What needs to be done: What you return should match the data exactly, from the first line to the last.

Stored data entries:
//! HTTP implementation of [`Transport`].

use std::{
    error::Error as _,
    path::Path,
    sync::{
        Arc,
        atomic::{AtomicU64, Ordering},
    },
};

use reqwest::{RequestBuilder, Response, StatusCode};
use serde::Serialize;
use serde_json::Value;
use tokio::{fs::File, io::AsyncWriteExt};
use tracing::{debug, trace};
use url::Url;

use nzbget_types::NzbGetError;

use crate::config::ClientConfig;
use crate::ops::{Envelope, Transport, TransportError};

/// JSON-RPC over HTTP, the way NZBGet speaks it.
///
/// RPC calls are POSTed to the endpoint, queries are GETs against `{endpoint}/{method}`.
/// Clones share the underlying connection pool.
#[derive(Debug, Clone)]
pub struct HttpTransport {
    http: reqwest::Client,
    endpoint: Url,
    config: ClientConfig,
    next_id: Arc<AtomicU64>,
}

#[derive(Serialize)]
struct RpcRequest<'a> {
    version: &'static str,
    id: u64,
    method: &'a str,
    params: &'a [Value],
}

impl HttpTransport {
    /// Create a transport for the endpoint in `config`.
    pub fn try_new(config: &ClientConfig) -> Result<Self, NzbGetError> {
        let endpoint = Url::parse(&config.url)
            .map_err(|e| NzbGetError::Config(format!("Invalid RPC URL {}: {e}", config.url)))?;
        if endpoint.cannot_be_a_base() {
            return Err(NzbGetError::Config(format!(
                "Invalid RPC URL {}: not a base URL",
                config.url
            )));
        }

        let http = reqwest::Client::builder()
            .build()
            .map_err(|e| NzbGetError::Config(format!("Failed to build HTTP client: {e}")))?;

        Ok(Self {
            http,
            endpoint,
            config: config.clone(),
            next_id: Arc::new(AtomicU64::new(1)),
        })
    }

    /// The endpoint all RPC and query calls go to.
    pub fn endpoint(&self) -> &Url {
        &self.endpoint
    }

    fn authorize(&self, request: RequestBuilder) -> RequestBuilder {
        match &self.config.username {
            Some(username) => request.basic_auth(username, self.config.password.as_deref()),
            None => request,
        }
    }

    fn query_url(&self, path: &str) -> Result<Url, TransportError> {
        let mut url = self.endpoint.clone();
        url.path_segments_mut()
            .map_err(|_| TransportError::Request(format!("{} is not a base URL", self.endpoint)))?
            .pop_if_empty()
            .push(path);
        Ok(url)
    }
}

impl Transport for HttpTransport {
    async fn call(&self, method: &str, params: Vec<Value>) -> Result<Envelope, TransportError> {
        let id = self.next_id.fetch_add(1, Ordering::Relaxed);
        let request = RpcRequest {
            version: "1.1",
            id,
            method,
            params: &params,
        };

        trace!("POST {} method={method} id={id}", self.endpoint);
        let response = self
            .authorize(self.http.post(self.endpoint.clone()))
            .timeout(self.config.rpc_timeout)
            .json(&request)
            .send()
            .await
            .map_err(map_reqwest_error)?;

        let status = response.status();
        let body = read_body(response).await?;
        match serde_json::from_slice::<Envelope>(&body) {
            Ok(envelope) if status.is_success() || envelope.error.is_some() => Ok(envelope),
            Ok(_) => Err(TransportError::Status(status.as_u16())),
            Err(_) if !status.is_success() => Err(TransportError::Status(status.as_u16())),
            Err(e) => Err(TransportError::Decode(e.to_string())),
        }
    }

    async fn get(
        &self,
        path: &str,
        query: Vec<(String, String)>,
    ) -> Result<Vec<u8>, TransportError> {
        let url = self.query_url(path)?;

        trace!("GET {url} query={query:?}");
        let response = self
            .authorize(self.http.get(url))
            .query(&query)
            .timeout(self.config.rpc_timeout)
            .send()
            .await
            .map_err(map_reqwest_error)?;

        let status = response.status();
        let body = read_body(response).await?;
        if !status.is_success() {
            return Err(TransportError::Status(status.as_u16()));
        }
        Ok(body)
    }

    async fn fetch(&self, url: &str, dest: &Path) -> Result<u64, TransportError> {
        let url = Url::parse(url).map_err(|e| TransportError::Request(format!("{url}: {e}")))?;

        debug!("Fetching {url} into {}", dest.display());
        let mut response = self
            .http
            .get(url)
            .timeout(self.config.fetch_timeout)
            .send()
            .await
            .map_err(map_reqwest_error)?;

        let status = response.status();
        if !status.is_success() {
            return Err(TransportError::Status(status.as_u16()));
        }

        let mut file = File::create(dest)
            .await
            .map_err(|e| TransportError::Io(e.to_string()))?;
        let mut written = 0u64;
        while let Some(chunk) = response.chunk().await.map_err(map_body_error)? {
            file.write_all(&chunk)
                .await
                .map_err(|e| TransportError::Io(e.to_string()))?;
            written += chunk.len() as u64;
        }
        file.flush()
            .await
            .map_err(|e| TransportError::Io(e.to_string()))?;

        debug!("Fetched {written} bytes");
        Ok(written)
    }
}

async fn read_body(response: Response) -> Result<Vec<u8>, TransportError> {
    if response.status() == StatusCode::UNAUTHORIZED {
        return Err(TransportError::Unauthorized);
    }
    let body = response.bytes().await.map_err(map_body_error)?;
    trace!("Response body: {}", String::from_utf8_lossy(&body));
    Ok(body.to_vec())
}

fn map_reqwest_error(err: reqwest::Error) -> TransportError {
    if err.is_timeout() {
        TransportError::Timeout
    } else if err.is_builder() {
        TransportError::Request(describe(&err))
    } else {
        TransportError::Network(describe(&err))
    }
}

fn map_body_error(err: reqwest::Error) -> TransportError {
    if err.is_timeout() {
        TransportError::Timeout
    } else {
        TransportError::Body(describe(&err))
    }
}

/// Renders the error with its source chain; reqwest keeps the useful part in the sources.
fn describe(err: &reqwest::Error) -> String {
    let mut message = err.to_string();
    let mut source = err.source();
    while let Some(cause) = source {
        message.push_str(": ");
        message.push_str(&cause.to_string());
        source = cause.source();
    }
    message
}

Answer to the exercise:
//! HTTP implementation of [`Transport`].

use std::{
    error::Error as _,
    path::Path,
    sync::{
        Arc,
        atomic::{AtomicU64, Ordering},
    },
};

use reqwest::{RequestBuilder, Response, StatusCode};
use serde::Serialize;
use serde_json::Value;
use tokio::{fs::File, io::AsyncWriteExt};
use tracing::{debug, trace};
use url::Url;

use nzbget_types::NzbGetError;

use crate::config::ClientConfig;
use crate::ops::{Envelope, Transport, TransportError};

/// JSON-RPC over HTTP, the way NZBGet speaks it.
///
/// RPC calls are POSTed to the endpoint, queries are GETs against `{endpoint}/{method}`.
/// Clones share the underlying connection pool.
#[derive(Debug, Clone)]
pub struct HttpTransport {
    http: reqwest::Client,
    endpoint: Url,
    config: ClientConfig,
    next_id: Arc<AtomicU64>,
}

#[derive(Serialize)]
struct RpcRequest<'a> {
    version: &'static str,
    id: u64,
    method: &'a str,
    params: &'a [Value],
}

impl HttpTransport {
    /// Create a transport for the endpoint in `config`.
    pub fn try_new(config: &ClientConfig) -> Result<Self, NzbGetError> {
        let endpoint = Url::parse(&config.url)
            .map_err(|e| NzbGetError::Config(format!("Invalid RPC URL {}: {e}", config.url)))?;
        if endpoint.cannot_be_a_base() {
            return Err(NzbGetError::Config(format!(
                "Invalid RPC URL {}: not a base URL",
                config.url
            )));
        }

        let http = reqwest::Client::builder()
            .build()
            .map_err(|e| NzbGetError::Config(format!("Failed to build HTTP client: {e}")))?;

        Ok(Self {
            http,
            endpoint,
            config: config.clone(),
            next_id: Arc::new(AtomicU64::new(1)),
        })
    }

    /// The endpoint all RPC and query calls go to.
    pub fn endpoint(&self) -> &Url {
        &self.endpoint
    }

    fn authorize(&self, request: RequestBuilder) -> RequestBuilder {
        match &self.config.username {
            Some(username) => request.basic_auth(username, self.config.password.as_deref()),
            None => request,
        }
    }

    fn query_url(&self, path: &str) -> Result<Url, TransportError> {
        let mut url = self.endpoint.clone();
        url.path_segments_mut()
            .map_err(|_| TransportError::Request(format!("{} is not a base URL", self.endpoint)))?
            .pop_if_empty()
            .push(path);
        Ok(url)
    }
}

impl Transport for HttpTransport {
    async fn call(&self, method: &str, params: Vec<Value>) -> Result<Envelope, TransportError> {
        let id = self.next_id.fetch_add(1, Ordering::Relaxed);
        let request = RpcRequest {
            version: "1.1",
            id,
            method,
            params: &params,
        };

        trace!("POST {} method={method} id={id}", self.endpoint);
        let response = self
            .authorize(self.http.post(self.endpoint.clone()))
            .timeout(self.config.rpc_timeout)
            .json(&request)
            .send()
            .await
            .map_err(map_reqwest_error)?;

        let status = response.status();
        let body = read_body(response).await?;
        match serde_json::from_slice::<Envelope>(&body) {
            Ok(envelope) if status.is_success() || envelope.error.is_some() => Ok(envelope),
            Ok(_) => Err(TransportError::Status(status.as_u16())),
            Err(_) if !status.is_success() => Err(TransportError::Status(status.as_u16())),
            Err(e) => Err(TransportError::Decode(e.to_string())),
        }
    }

    async fn get(
        &self,
        path: &str,
        query: Vec<(String, String)>,
    ) -> Result<Vec<u8>, TransportError> {
        let url = self.query_url(path)?;

        trace!("GET {url} query={query:?}");
        let response = self
            .authorize(self.http.get(url))
            .query(&query)
            .timeout(self.config.rpc_timeout)
            .send()
            .await
            .map_err(map_reqwest_error)?;

        let status = response.status();
        let body = read_body(response).await?;
        if !status.is_success() {
            return Err(TransportError::Status(status.as_u16()));
        }
        Ok(body)
    }

    async fn fetch(&self, url: &str, dest: &Path) -> Result<u64, TransportError> {
        let url = Url::parse(url).map_err(|e| TransportError::Request(format!("{url}: {e}")))?;

        debug!("Fetching {url} into {}", dest.display());
        let mut response = self
            .http
            .get(url)
            .timeout(self.config.fetch_timeout)
            .send()
            .await
            .map_err(map_reqwest_error)?;

        let status = response.status();
        if !status.is_success() {
            return Err(TransportError::Status(status.as_u16()));
        }

        let mut file = File::create(dest)
            .await
            .map_err(|e| TransportError::Io(e.to_string()))?;
        let mut written = 0u64;
        while let Some(chunk) = response.chunk().await.map_err(map_body_error)? {
            file.write_all(&chunk)
                .await
                .map_err(|e| TransportError::Io(e.to_string()))?;
            written += chunk.len() as u64;
        }
        file.flush()
            .await
            .map_err(|e| TransportError::Io(e.to_string()))?;

        debug!("Fetched {written} bytes");
        Ok(written)
    }
}

async fn read_body(response: Response) -> Result<Vec<u8>, TransportError> {
    if response.status() == StatusCode::UNAUTHORIZED {
        return Err(TransportError::Unauthorized);
    }
    let body = response.bytes().await.map_err(map_body_error)?;
    trace!("Response body: {}", String::from_utf8_lossy(&body));
    Ok(body.to_vec())
}

fn map_reqwest_error(err: reqwest::Error) -> TransportError {
    if err.is_timeout() {
        TransportError::Timeout
    } else if err.is_builder() {
        TransportError::Request(describe(&err))
    } else {
        TransportError::Network(describe(&err))
    }
}

fn map_body_error(err: reqwest::Error) -> TransportError {
    if err.is_timeout() {
        TransportError::Timeout
    } else {
        TransportError::Body(describe(&err))
    }
}

/// Renders the error with its source chain; reqwest keeps the useful part in the sources.
fn describe(err: &reqwest::Error) -> String {
    let mut message = err.to_string();
    let mut source = err.source();
    while let Some(cause) = source {
        message.push_str(": ");
        message.push_str(&cause.to_string());
        source = cause.source();
    }
    message
}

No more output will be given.